My head is numb from sleep. My eyes red from crying. I don’t even remember crying, but the feeling of general puffiness around my face is familiar enough. I don’t need a mirror to know how I look. I don’t want to see. I stand, stretch, pad across the carpet to the bathroom, past the vanity, where my gaze falls to the floor to avoid my mask of emptiness.

But no, not a mask, I remember. This is it; this is the real me. The mask is what I put on to go out there, among the shining, smiling faces in the shining, smiling world. The world I witness from inside the fog is happy and colorful and bright and wonderful, always moving, always posting and liking and sharing. Always exploring, tasting, drinking some happy new thing.

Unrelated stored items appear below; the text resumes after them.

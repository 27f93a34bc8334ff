//! HTTP/2 client connection.
//!
//! One driver task owns the write half, the HPACK state and every stream's
//! flow-control window; a reader task feeds it parsed frames. Callers hold a
//! cloneable [`H2Connection`] and talk to the driver over a command channel,
//! so frames leave in submission order and no lock guards the socket.

use super::frame::{self, error_code, error_from_code, read_frame, Frame, PREFACE};
use super::hpack::{Decoder, Encoder};
use crate::base::neterror::NetError;
use crate::http::h2fingerprint::{
    H2Fingerprint, PseudoId, PseudoOrder, Setting, SettingId, StreamDependency,
    DEFAULT_HEADER_TABLE_SIZE, DEFAULT_MAX_FRAME_SIZE, DEFAULT_WINDOW_SIZE,
};
use crate::http::orderedheaders::OrderedHeaderMap;
use crate::http::response::ResponseHead;
use bytes::{Bytes, BytesMut};
use std::collections::{HashMap, VecDeque};
use std::sync::atomic::{AtomicBool, AtomicU64, AtomicUsize, Ordering};
use std::sync::Arc;
use tokio::io::{AsyncRead, AsyncWrite, AsyncWriteExt};
use tokio::sync::mpsc;

/// Hop-by-hop headers that are illegal in HTTP/2 (RFC 9113 8.2.2).
const CONNECTION_HEADERS: &[&str] = &[
    "connection",
    "keep-alive",
    "proxy-connection",
    "transfer-encoding",
    "upgrade",
    "host",
];

const MAX_WINDOW: i64 = (1 << 31) - 1;
const MAX_HEADER_BLOCK: usize = 1 << 20;
const MAX_STREAM_ID: u32 = (1 << 31) - 1;

/// One request to open as a stream. `headers` are the merged request
/// headers in emission order; pseudo-headers are added from the fields.
#[derive(Debug, Clone)]
pub struct H2Request {
    pub method: http::Method,
    pub scheme: String,
    pub authority: String,
    pub path: String,
    pub headers: OrderedHeaderMap,
    pub body: Bytes,
}

#[derive(Debug)]
enum StreamEvent {
    Head(ResponseHead),
    Data(Bytes),
    End,
}

type EventTx = mpsc::UnboundedSender<Result<StreamEvent, NetError>>;

enum Command {
    Open {
        key: u64,
        request: H2Request,
        events: EventTx,
    },
    Release {
        key: u64,
        len: usize,
    },
    Cancel {
        key: u64,
    },
    Close,
}

#[derive(Debug)]
struct Shared {
    id: u64,
    closed: AtomicBool,
    going_away: AtomicBool,
    active: AtomicUsize,
    next_key: AtomicU64,
}

/// Handle to a multiplexed HTTP/2 connection. Clones share the connection;
/// it shuts down once every handle and stream is gone.
#[derive(Clone)]
pub struct H2Connection {
    shared: Arc<Shared>,
    commands: mpsc::UnboundedSender<Command>,
}

impl std::fmt::Debug for H2Connection {
    fn fmt(&self, f: &mut std::fmt::Formatter<'_>) -> std::fmt::Result {
        f.debug_struct("H2Connection")
            .field("id", &self.shared.id)
            .field("active", &self.shared.active.load(Ordering::Relaxed))
            .field("closed", &self.shared.closed.load(Ordering::Relaxed))
            .finish()
    }
}

impl H2Connection {
    /// Send the connection preface in the fingerprint's shape (SETTINGS,
    /// WINDOW_UPDATE, PRIORITY frames) and start the connection tasks.
    pub async fn handshake<S>(mut io: S, fingerprint: &H2Fingerprint, id: u64) -> Result<Self, NetError>
    where
        S: AsyncRead + AsyncWrite + Unpin + Send + 'static,
    {
        let mut out = BytesMut::with_capacity(256);
        out.extend_from_slice(PREFACE);
        Frame::Settings {
            ack: false,
            settings: fingerprint.settings.clone(),
        }
        .encode(&mut out);
        if fingerprint.connection_window_increment > 0 {
            Frame::WindowUpdate {
                stream_id: 0,
                increment: fingerprint.connection_window_increment,
            }
            .encode(&mut out);
        }
        for priority in &fingerprint.priorities {
            Frame::Priority(*priority).encode(&mut out);
        }
        io.write_all(&out).await?;
        io.flush().await?;
        tracing::debug!(session = id, akamai = %fingerprint.akamai(), "HTTP/2 preface sent");

        let max_frame = fingerprint
            .setting(SettingId::MaxFrameSize)
            .unwrap_or(DEFAULT_MAX_FRAME_SIZE);
        let (reader, writer) = tokio::io::split(io);
        let (frame_tx, frame_rx) = mpsc::channel(64);
        tokio::spawn(read_loop(reader, max_frame, frame_tx));

        let shared = Arc::new(Shared {
            id,
            closed: AtomicBool::new(false),
            going_away: AtomicBool::new(false),
            active: AtomicUsize::new(0),
            next_key: AtomicU64::new(0),
        });
        let (commands, command_rx) = mpsc::unbounded_channel();
        let driver = Driver::new(writer, fingerprint, Arc::clone(&shared), command_rx, frame_rx);
        tokio::spawn(driver.run());

        Ok(Self { shared, commands })
    }

    pub fn id(&self) -> u64 {
        self.shared.id
    }

    /// Whether new streams may be opened.
    pub fn is_usable(&self) -> bool {
        !self.shared.closed.load(Ordering::Acquire)
            && !self.shared.going_away.load(Ordering::Acquire)
            && !self.commands.is_closed()
    }

    pub fn active_streams(&self) -> usize {
        self.shared.active.load(Ordering::Relaxed)
    }

    /// Send GOAWAY and tear the connection down. In-flight streams fail
    /// with `Aborted`.
    pub fn close(&self) {
        self.shared.closed.store(true, Ordering::Release);
        let _ = self.commands.send(Command::Close);
    }

    /// Queue a request. Streams beyond the peer's MAX_CONCURRENT_STREAMS
    /// wait in the driver until a slot frees.
    pub fn send_request(&self, request: H2Request) -> Result<H2Stream, NetError> {
        if self.shared.going_away.load(Ordering::Acquire) {
            return Err(NetError::Http2GoAway);
        }
        if !self.is_usable() {
            return Err(NetError::ConnectionClosed);
        }
        let key = self.shared.next_key.fetch_add(1, Ordering::Relaxed);
        let (events, rx) = mpsc::unbounded_channel();
        self.commands
            .send(Command::Open {
                key,
                request,
                events,
            })
            .map_err(|_| NetError::ConnectionClosed)?;
        Ok(H2Stream {
            key,
            events: rx,
            conn: self.clone(),
            finished: false,
        })
    }

    fn release(&self, key: u64, len: usize) {
        if len > 0 {
            let _ = self.commands.send(Command::Release { key, len });
        }
    }
}

/// The response side of one request stream.
///
/// Dropping it before the body ends resets the stream with CANCEL.
#[derive(Debug)]
pub struct H2Stream {
    key: u64,
    events: mpsc::UnboundedReceiver<Result<StreamEvent, NetError>>,
    conn: H2Connection,
    finished: bool,
}
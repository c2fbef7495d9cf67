use std::fs::OpenOptions;
use std::path::{Path, PathBuf};
use std::sync::Mutex;

use tracing_subscriber::EnvFilter;

use super::config_io::{EnvLookup, resolve_home_dir};

pub const ENV_LOG: &str = "APIN_LOG";
pub const ENV_DATA_DIR: &str = "APIN_DATA_DIR";

/// Where logs and saved QR images go: `APIN_DATA_DIR`, else
/// `$XDG_DATA_HOME/apin`, else `~/.local/share/apin`. Falls back to the
/// working directory when no home can be found.
pub fn data_dir(env: EnvLookup) -> PathBuf {
    if let Some(dir) = env(ENV_DATA_DIR) {
        return PathBuf::from(dir);
    }
    if let Some(dir) = env("XDG_DATA_HOME") {
        return PathBuf::from(dir).join("apin");
    }
    resolve_home_dir(env)
        .map(|home| home.join(".local").join("share").join("apin"))
        .unwrap_or_else(|| PathBuf::from("."))
}

pub fn log_file_path(data_dir: &Path) -> PathBuf {
    data_dir.join("apin.log")
}

/// Route `tracing` output to `<data dir>/apin.log`. The terminal belongs to
/// the TUI, so nothing is ever written to stderr from here.
pub fn init_file_logging(data_dir: &Path) -> Result<(), std::io::Error> {
    std::fs::create_dir_all(data_dir)?;
    let log_file = OpenOptions::new()
        .create(true)
        .append(true)
        .open(log_file_path(data_dir))?;

    let filter = EnvFilter::try_from_env(ENV_LOG).unwrap_or_else(|_| EnvFilter::new("info"));
    // A second init (tests, re-entry) keeps the first subscriber
    let _ = tracing_subscriber::fmt()
        .with_env_filter(filter)
        .with_ansi(false)
        .with_writer(Mutex::new(log_file))
        .try_init();
    Ok(())
}
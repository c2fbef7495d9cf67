/// Fetched QR image for one approval step
#[derive(Debug, Clone, PartialEq, Eq)]
pub struct QrArtifact {
    pub flow_id: u64,
    pub png: Vec<u8>,
    pub width: u32,
    pub height: u32,
}

#[derive(Debug, Clone, PartialEq, Eq)]
pub enum QrState {
    Loading,
    Ready(QrArtifact),
    /// Shown verbatim in the modal
    Failed(String),
}

#[derive(Debug, Clone, Copy, PartialEq, Eq, thiserror::Error)]
pub enum PngError {
    #[error("response is not a PNG image")]
    NotPng,
    #[error("PNG header is truncated")]
    Truncated,
}

const PNG_SIGNATURE: [u8; 8] = [0x89, b'P', b'N', b'G', b'\r', b'\n', 0x1A, b'\n'];

/// Check the PNG signature and read the IHDR dimensions
pub fn png_dimensions(bytes: &[u8]) -> Result<(u32, u32), PngError> {
    if bytes.len() < PNG_SIGNATURE.len() || bytes[..8] != PNG_SIGNATURE {
        return Err(PngError::NotPng);
    }
    // signature(8) + length(4) + "IHDR"(4) + width(4) + height(4)
    if bytes.len() < 24 {
        return Err(PngError::Truncated);
    }
    if &bytes[12..16] != b"IHDR" {
        return Err(PngError::NotPng);
    }
    let width = u32::from_be_bytes([bytes[16], bytes[17], bytes[18], bytes[19]]);
    let height = u32::from_be_bytes([bytes[20], bytes[21], bytes[22], bytes[23]]);
    Ok((width, height))
}

/// QR modal state. At most one flow is active; switching flows releases
/// the previous artifact before anything new can be shown.
#[derive(Debug, Default)]
pub struct QrViewer {
    active: Option<(u64, QrState)>,
}

impl QrViewer {
    /// Show the modal for `flow_id`. Returns `true` when a fetch is needed.
    pub fn open(&mut self, flow_id: u64) -> bool {
        if let Some((current, QrState::Loading | QrState::Ready(_))) = &self.active
            && *current == flow_id
        {
            return false;
        }
        // Drops any previous artifact
        self.active = Some((flow_id, QrState::Loading));
        true
    }

    pub fn close(&mut self) {
        self.active = None;
    }

    pub fn is_open(&self) -> bool {
        self.active.is_some()
    }

    pub fn flow_id(&self) -> Option<u64> {
        self.active.as_ref().map(|(id, _)| *id)
    }

    pub fn state(&self) -> Option<&QrState> {
        self.active.as_ref().map(|(_, state)| state)
    }

    pub fn artifact(&self) -> Option<&QrArtifact> {
        match self.state() {
            Some(QrState::Ready(artifact)) => Some(artifact),
            _ => None,
        }
    }

    /// Apply a fetch result. Results for a flow that is no longer active
    /// are dropped and `false` is returned.
    pub fn apply(&mut self, flow_id: u64, result: Result<Vec<u8>, String>) -> bool {
        let state = match &mut self.active {
            Some((current, state)) if *current == flow_id => state,
            _ => return false,
        };
        *state = match result {
            Ok(png) => match png_dimensions(&png) {
                Ok((width, height)) => QrState::Ready(QrArtifact {
                    flow_id,
                    png,
                    width,
                    height,
                }),
                Err(e) => QrState::Failed(format!("QR code failed to load: {}", e)),
            },
            Err(message) => QrState::Failed(format!("QR code failed to load: {}", message)),
        };
        true
    }
}

#[cfg(test)]
pub(crate) fn fake_png(width: u32, height: u32) -> Vec<u8> {
    let mut bytes = PNG_SIGNATURE.to_vec();
    bytes.extend_from_slice(&13u32.to_be_bytes());
    bytes.extend_from_slice(b"IHDR");
    bytes.extend_from_slice(&width.to_be_bytes());
    bytes.extend_from_slice(&height.to_be_bytes());
    bytes.extend_from_slice(&[8, 0, 0, 0, 0]);
    bytes
}

#[cfg(test)]
mod tests {
    use super::*;

    #[test]
    fn reads_dimensions() {
        assert_eq!(png_dimensions(&fake_png(200, 180)), Ok((200, 180)));
    }

    #[test]
    fn rejects_non_png() {
        assert_eq!(png_dimensions(b"<html>oops</html>"), Err(PngError::NotPng));
        assert_eq!(png_dimensions(&[]), Err(PngError::NotPng));
    }

    #[test]
    fn rejects_truncated() {
        let png = fake_png(1, 1);
        assert_eq!(png_dimensions(&png[..20]), Err(PngError::Truncated));
    }

    #[test]
    fn ready_after_fetch() {
        let mut qr = QrViewer::default();
        assert!(qr.open(3));
        assert_eq!(qr.state(), Some(&QrState::Loading));
        assert!(qr.apply(3, Ok(fake_png(64, 64))));
        let artifact = qr.artifact().unwrap();
        assert_eq!(artifact.flow_id, 3);
        assert_eq!((artifact.width, artifact.height), (64, 64));
    }

    #[test]
    fn late_result_for_previous_flow_is_dropped() {
        let mut qr = QrViewer::default();
        qr.open(3);
        qr.open(7);
        assert!(!qr.apply(3, Ok(fake_png(10, 10))));
        assert_eq!(qr.state(), Some(&QrState::Loading));
        assert!(qr.apply(7, Ok(fake_png(20, 20))));
        assert_eq!(qr.artifact().unwrap().flow_id, 7);
    }

    #[test]
    fn switching_flow_releases_previous_image() {
        let mut qr = QrViewer::default();
        qr.open(3);
        qr.apply(3, Ok(fake_png(10, 10)));
        assert!(qr.open(7));
        assert!(qr.artifact().is_none());
    }

    #[test]
    fn failure_has_explicit_message() {
        let mut qr = QrViewer::default();
        qr.open(3);
        qr.apply(3, Err("404 Not Found".into()));
        match qr.state() {
            Some(QrState::Failed(msg)) => assert!(msg.contains("404 Not Found")),
            other => panic!("expected failure, got {:?}", other),
        }
    }

    #[test]
    fn non_png_body_is_a_failure() {
        let mut qr = QrViewer::default();
        qr.open(3);
        qr.apply(3, Ok(b"{\"error\":true}".to_vec()));
        assert!(matches!(qr.state(), Some(QrState::Failed(_))));
    }

    #[test]
    fn reopen_same_flow_does_not_refetch() {
        let mut qr = QrViewer::default();
        assert!(qr.open(3));
        assert!(!qr.open(3));
        qr.apply(3, Err("boom".into()));
        // A failed flow can be retried
        assert!(qr.open(3));
    }

    #[test]
    fn closed_viewer_ignores_results() {
        let mut qr = QrViewer::default();
        qr.open(3);
        qr.close();
        assert!(!qr.apply(3, Ok(fake_png(1, 1))));
        assert!(!qr.is_open());
    }
}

I don’t feel like moving. I don’t feel like sharing. I don’t feel like tasting or exploring anything.

I don’t feel anything.

I shower, because it’s been three days, and I don’t want my wife to think of me as her disgusting, smelly husband, who stays cooped up in the home office I suspect that she suspects I set up as a frail excuse to stay inside all day, “working.”

Working comes easy on these days, believe it or not. I can lose myself in work. I build websites and write marketing copy for a living. I spend a lot of my time talking to people through social media. I started the company with a friend. It’s a young company, barely a toddler, wobbling with every tender step, but it’s my baby and I love it. It brings me hope, gives me an escape. It keeps me connected, even at a distance. Even through the fog.

My passion has always been storytelling. Before this, I spent my days barely existing within the vacuum of retail. Face-to-face with the beast: the wide-eyed, always moving, shining, smiling, posting, liking public — a world which has begun to feel like some alien planet I’m only temporarily inhabiting.

Just passing through.

The hot water of the shower eases some of the pressure in my face, and I feel a little more awake after toweling off. Brushing my teeth forces me to smile, if only to check my gums, and here I see the thing in the mirror: the ghost. That’s almost enough to bring the tears back. I shut off the bathroom light and sit on the edge of the shower in darkness, head in hands, breathing deeply.

You’re OK. You’re fine.

“This too shall pass.”

I stand and fumble for the light switch once more, wondering if I’ll still be there in the mirror when the lights come on, or if the ghost will have made me transparent. Will I be hollow on the outside now, too? Surely. I feel hollow.

I feel invisible.

That’s the hardest part of navigating the fog: waking up on certain days and looking out as a stranger, both to the world around you and within.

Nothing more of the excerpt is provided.